Nikhil Chopra and Bose Krishnamachari

Who is behind the Kochi-Muziris Biennale?

A conversation between Bose Krishnamachari and curator of the sixth edition, Nikhil Chopra

BY

The Kochi-Muziris Biennale is often described as India’s most critical experiment in contemporary art, yet its significance lies not only in the work it presents but in the questions it raises about place, authorship and publicness. Appearing every two years in a historic port city shaped by centuries of trade, migration and cultural entanglement, the Biennale insists that art must respond to its environment rather than float above it. As its sixth edition prepares to open, we speak with co-founder and president, Bose Krishnamachari and curator of the sixth edition, Nikhil Chopra. 

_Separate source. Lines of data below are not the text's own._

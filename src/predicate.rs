//! Predicate builders that bypass scalar coercion: the exists operator and
//! operators over array-valued JSON fields.

use crate::ast::Operator;
use crate::coerce::is_truthy;
use crate::resolver::ResolvedColumn;
use sea_query::extension::postgres::PgBinOper;
use sea_query::{Alias, Expr, SimpleExpr};
use serde_json::Value as Json;

/// Separator for list-valued operands (`*` and array fields).
pub const LIST_SEPARATOR: char = ';';

/// Splits a list operand, dropping empty items.
pub fn split_list(raw: &str) -> Vec<String> {
    raw.split(LIST_SEPARATOR)
        .filter(|item| !item.is_empty())
        .map(str::to_string)
        .collect()
}

/// `@`: IS NOT NULL for truthy operands, IS NULL otherwise.
pub fn exists(column: &ResolvedColumn, raw: &str) -> SimpleExpr {
    let expr = Expr::expr(column.value_expr());
    if is_truthy(raw) {
        expr.is_not_null()
    } else {
        expr.is_null()
    }
}

/// Builds a predicate over an array-valued JSON field.
///
/// `=` requires every value to be present, `*` requires at least one. Other
/// operators have no meaning over arrays and yield `None`, as does a column
/// that is not JSON or an empty value list.
pub fn array_predicate(op: Operator, column: &ResolvedColumn, values: &[String]) -> Option<SimpleExpr> {
    let node = column.json_node()?;
    if values.is_empty() {
        return None;
    }
    match op {
        Operator::Eq => Some(json_contains(node, values)),
        Operator::In => values
            .iter()
            .map(|value| json_contains(node.clone(), std::slice::from_ref(value)))
            .reduce(|acc, expr| acc.or(expr)),
        _ => None,
    }
}

/// `node @> '[...]'::jsonb`
fn json_contains(node: SimpleExpr, values: &[String]) -> SimpleExpr {
    let array = Json::Array(values.iter().cloned().map(Json::String).collect());
    Expr::expr(node).binary(
        PgBinOper::Contains,
        Expr::val(array).cast_as(Alias::new("jsonb")),
    )
}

"We pick sites at the water’s edge and derelict warehouses where, if you scratch the walls, they bleed history"

A glimpse of the previous Kochi-Muziris Biennale; Photography courtesy Kochi-Muziris Biennale

What about Fort Kochi makes this the perfect place for a biennale?


NC: Fort Kochi is layered with history and contemporary narratives. It is a port town where ideas, goods and people have passed for millennia. That story becomes a part of the skin and bones of the place. For contemporary art and critical practice, this place is very fertile. Kerala has long been a site of critical conversation and resistance. The audience is emancipated and internationally aware in an intergenerational way.

BK: It is Kochi–Muziris Biennale. Muziris was an ancient port that traded with nearly 56 countries and is 25 to 30 km from Fort Kochi. In contemporary times, there are many communities in its 4.5 sq km area. In the absence of any big galleries, artists from Kerala travelled widely. The Biennale felt like bringing back culture. The state government supported it after conversations with M. M. Baby, who asked what we could offer culturally. That conversation began it all. 

Nikhil Chopra
A glimpse of the previous Kochi-Muziris Biennale; Photography courtesy Kochi-Muziris Biennale

Why choose the Biennale model?


BK: I started Double Enders in 2005, a travelling show of 69 Malayali artists. It proved that if you create space for art, people will come. A Biennale is not commerce. It is for thinkers and practitioners from around the world. The Triennale in India taught me the value of seeing original work. We researched other Biennales and slowly educated officials that aesthetics cannot be taught but can be learnt. The urgent aim was to invite the international arts world to engage with India as an exhibition ground and collaborator. If India becomes a genuine site of conversation, it will change how contemporary art is seen and practiced here.

How do you choose sites and present work?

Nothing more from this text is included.